Les médias africains reprennent des articles sur l’Afrique où ils en trouvent : sur les médias russes

Le rapport déplore la «tendance» de «médias africains en ligne à reprendre in extenso les contenus des médias russes sur leurs sites aux côtés de dépêches des grandes agences occidentales telles que l’AFP ou Reuters », qualifiant ce fait de «problème». Outre le fait que RT ou Sputnik puise une partie de ses sources chez ces mêmes agences, cette remarque disqualifie d’emblée toute enquête ou travail effectué par ses journalistes sur des sujets africains.

Elle nie également tout professionnalisme chez les rédacteurs en chef africains, suspectés de ne pas savoir trier leurs sources. «Ainsi, au Sénégal, de nombreux articles de Sputnik concernant l’Afrique sont repris par seneweb.com, quatrième site le plus consulté au Sénégal et suivi par plus d’un million et demi de personnes sur Facebook», déplore le rapport. Ibrahim Fall, le rédacteur en chef du site, précise d’emblée qu’ils sont le 1er site et non le 4e. Seneweb emprunte tout aussi bien des articles au Huffington post ou sur 7sur7.be, sans qu’il ne soit blâmé pour cela. Faut-il se plaindre qu’un média russe s’intéresse au continent africain, ou remarquer que bien souvent, les médias français ne couvrent l’actualité africaine qu’en cas de survenue d’une guerre, du déplacement d’un président français ou d’élections ?
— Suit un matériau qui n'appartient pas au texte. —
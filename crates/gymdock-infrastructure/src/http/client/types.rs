//! Wire payloads exchanged with the gym backend.
//!
//! Every optional field is declared up front and defaults when absent;
//! unknown fields are ignored. Conversion into domain types happens here so
//! endpoint code never touches raw JSON.

use gymdock_domain::attendance::{MemberAttendanceRecord, MemberStatsSnapshot};
use gymdock_domain::clock::parse_instant;
use gymdock_domain::family::FamilyMember;
use gymdock_domain::gateway::{AdminOverview, TodayCheckIn};
use gymdock_domain::member::{CheckInReceipt, MemberProfile};
use gymdock_domain::shared::CheckInId;
use gymdock_domain::trend::{EventDate, TrendEvent};
use gymdock_domain::{DomainError, MemberId};
use log::warn;
use serde::{Deserialize, Serialize};

pub const USER_AGENT: &str = concat!("gymdock-kiosk/", env!("CARGO_PKG_VERSION"));

/// HTTP retry configuration
#[derive(Debug, Clone, PartialEq)]
pub struct RetryConfig {
    /// Maximum number of retry attempts (default: 3)
    pub max_retries: u32,
    /// Initial backoff duration in milliseconds (default: 500ms)
    pub initial_backoff_ms: u64,
    /// Maximum backoff duration in milliseconds (default: 5000ms)
    pub max_backoff_ms: u64,
    /// Backoff multiplier (default: 2.0 for exponential backoff)
    pub backoff_multiplier: f64,
}

impl Default for RetryConfig {
    fn default() -> Self {
        Self {
            max_retries: 3,
            initial_backoff_ms: 500,
            max_backoff_ms: 5000,
            backoff_multiplier: 2.0,
        }
    }
}

impl RetryConfig {
    pub fn no_retry() -> Self {
        Self {
            max_retries: 0,
            ..Self::default()
        }
    }

    /// Delay before retry number `attempt` (1-based).
    pub fn backoff_for(&self, attempt: u32) -> u64 {
        let mut backoff = self.initial_backoff_ms;
        for _ in 1..attempt {
            backoff = ((backoff as f64 * self.backoff_multiplier) as u64).min(self.max_backoff_ms);
        }
        backoff.min(self.max_backoff_ms)
    }
}

fn default_true() -> bool {
    true
}

#[derive(Debug, Clone, Deserialize)]
pub struct MemberPayload {
    pub id: String,
    /// Tag code; the backend calls it `member_id`
    pub member_id: String,
    pub name: String,
    #[serde(default = "default_true")]
    pub active: bool,
    #[serde(default)]
    pub created_at: Option<String>,
}

impl From<MemberPayload> for MemberProfile {
    fn from(payload: MemberPayload) -> Self {
        MemberProfile {
            id: MemberId::from_string(&payload.id),
            member_code: payload.member_id,
            name: payload.name,
            active: payload.active,
            created_at: payload.created_at.as_deref().and_then(parse_instant),
        }
    }
}

#[derive(Debug, Clone, Serialize)]
pub struct NewMemberRequest<'a> {
    pub member_id: &'a str,
    pub name: &'a str,
    pub active: bool,
}

#[derive(Debug, Clone, Serialize)]
pub struct MemberUpdateRequest<'a> {
    pub name: &'a str,
    pub email: &'a str,
}

#[derive(Debug, Clone, Serialize)]
pub struct CheckInRequest<'a> {
    pub member_id: &'a str,
}

#[derive(Debug, Clone, Deserialize)]
pub struct CheckInPayload {
    pub id: String,
    pub member_id: String,
    pub timestamp: String,
}

impl TryFrom<CheckInPayload> for CheckInReceipt {
    type Error = DomainError;

    fn try_from(payload: CheckInPayload) -> Result<Self, Self::Error> {
        let timestamp = parse_instant(&payload.timestamp).ok_or_else(|| {
            DomainError::Deserialization(format!(
                "Invalid check-in timestamp: {}",
                payload.timestamp
            ))
        })?;
        Ok(CheckInReceipt {
            id: CheckInId::from_string(&payload.id),
            member_id: MemberId::from_string(&payload.member_id),
            timestamp,
        })
    }
}

#[derive(Debug, Clone, Default, Deserialize)]
#[serde(default)]
pub struct MemberStatsPayload {
    pub monthly_check_ins: Option<u32>,
    pub current_streak: Option<u32>,
    pub highest_streak: Option<u32>,
    pub member_since: Option<String>,
    pub check_in_dates: Option<Vec<String>>,
    pub name: Option<String>,
    pub email: Option<String>,
    pub barcode: Option<String>,
}

impl MemberStatsPayload {
    pub fn into_snapshot(self, member_id: &MemberId) -> MemberStatsSnapshot {
        MemberStatsSnapshot {
            name: self.name,
            email: self.email,
            member_since: self.member_since.as_deref().and_then(parse_instant),
            barcode: self.barcode,
            reported_monthly: self.monthly_check_ins,
            reported_current_streak: self.current_streak,
            reported_highest_streak: self.highest_streak,
            record: MemberAttendanceRecord::from_raw(
                member_id.clone(),
                self.check_in_dates.as_deref(),
            ),
        }
    }
}

#[derive(Debug, Clone, Deserialize)]
pub struct FamilyMemberPayload {
    pub id: String,
    pub name: String,
    #[serde(default)]
    pub email: Option<String>,
    #[serde(default)]
    pub is_deleted: bool,
    #[serde(default)]
    pub deleted_at: Option<String>,
}

impl FamilyMemberPayload {
    pub fn into_member(self, family_email: &str) -> FamilyMember {
        FamilyMember {
            id: MemberId::from_string(&self.id),
            name: self.name,
            email: self
                .email
                .filter(|email| !email.trim().is_empty())
                .unwrap_or_else(|| family_email.to_string()),
            is_deleted: self.is_deleted,
            deleted_at: self.deleted_at.as_deref().and_then(parse_instant),
        }
    }
}

#[derive(Debug, Clone, Default, Deserialize)]
#[serde(default)]
pub struct CheckInStatusPayload {
    pub not_checked_in: Vec<String>,
}

#[derive(Debug, Clone, Serialize)]
pub struct FamilyCheckInRequest<'a> {
    pub email: &'a str,
    pub member_names: &'a [String],
}

#[derive(Debug, Clone, Default, Deserialize)]
#[serde(default)]
pub struct MessagePayload {
    pub message: String,
}

#[derive(Debug, Clone, Deserialize)]
pub struct RangeRowPayload {
    pub date: String,
    #[serde(default)]
    pub count: u64,
}

/// Convert range rows, skipping any whose date cannot be read.
pub fn into_trend_events(rows: Vec<RangeRowPayload>) -> Vec<TrendEvent> {
    rows.into_iter()
        .filter_map(|row| match EventDate::parse(&row.date) {
            Some(date) => Some(TrendEvent {
                date,
                count: row.count,
            }),
            None => {
                warn!("[trend] skip malformed range row date={}", row.date);
                None
            }
        })
        .collect()
}

#[derive(Debug, Clone, Default, Deserialize)]
#[serde(default)]
pub struct OverviewPayload {
    pub total_members: u64,
    pub checkins_today: u64,
    pub total_checkins: u64,
}

impl From<OverviewPayload> for AdminOverview {
    fn from(payload: OverviewPayload) -> Self {
        AdminOverview {
            total_members: payload.total_members,
            checkins_today: payload.checkins_today,
            total_checkins: payload.total_checkins,
        }
    }
}

#[derive(Debug, Clone, Deserialize)]
pub struct TodayRowPayload {
    pub checkin_id: String,
    #[serde(default)]
    pub member_id: Option<String>,
    #[serde(default)]
    pub name: Option<String>,
    pub timestamp: String,
}

/// Convert today's rows, skipping any with an unreadable timestamp.
pub fn into_today_check_ins(rows: Vec<TodayRowPayload>) -> Vec<TodayCheckIn> {
    rows.into_iter()
        .filter_map(|row| match parse_instant(&row.timestamp) {
            Some(timestamp) => Some(TodayCheckIn {
                checkin_id: CheckInId::from_string(&row.checkin_id),
                member_code: row.member_id,
                name: row.name,
                timestamp,
            }),
            None => {
                warn!(
                    "[poll] skip check-in with malformed timestamp checkin_id={} value={}",
                    row.checkin_id, row.timestamp
                );
                None
            }
        })
        .collect()
}
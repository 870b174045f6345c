pub mod client;

pub use client::{HttpBackend, HttpStatusError, RetryConfig};
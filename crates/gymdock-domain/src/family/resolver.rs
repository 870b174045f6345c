use std::collections::HashSet;

use super::roster::FamilyRoster;

/// Names compare equal after trimming and lowercasing.
pub fn normalize_name(name: &str) -> String {
    name.trim().to_lowercase()
}

pub fn names_match(a: &str, b: &str) -> bool {
    normalize_name(a) == normalize_name(b)
}

/// Active roster names with no check-in yet in the period, in roster order.
pub fn resolve_not_checked_in<S: AsRef<str>>(
    roster: &FamilyRoster,
    checked_in: &[S],
) -> Vec<String> {
    let checked_in: HashSet<String> = checked_in
        .iter()
        .map(|name| normalize_name(name.as_ref()))
        .collect();

    roster
        .active_names()
        .into_iter()
        .filter(|name| !checked_in.contains(&normalize_name(name)))
        .collect()
}

/// Restrict the backend's pending list to the active roster.
///
/// Pending names the roster does not know about (or that belong to deleted
/// members) are dropped; the result uses the roster's spelling and order.
pub fn resolve_from_pending<S: AsRef<str>>(roster: &FamilyRoster, pending: &[S]) -> Vec<String> {
    let pending: HashSet<String> = pending
        .iter()
        .map(|name| normalize_name(name.as_ref()))
        .collect();

    roster
        .active_names()
        .into_iter()
        .filter(|name| pending.contains(&normalize_name(name)))
        .collect()
}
«La meilleure façon d’avoir des infos crédibles est d’avoir plusieurs sources d’informations», conclut Seidik Abba. A l'inverse ce de conseil très professionnel, les experts du rapport conseillent de bâillonner RT France, privant ainsi les lecteurs africains d’articles qui les intéressent. Mais pour apaiser toutes ces craintes relatives aux articles des médias russes, les experts auraient pu davantage s'inspirer de Pierre Augustin Caron de Beaumarchais, qui écrivait dans Le mariage de Figaro : «Il n'y a que les petites hommes qui redoutent les petits écrits.»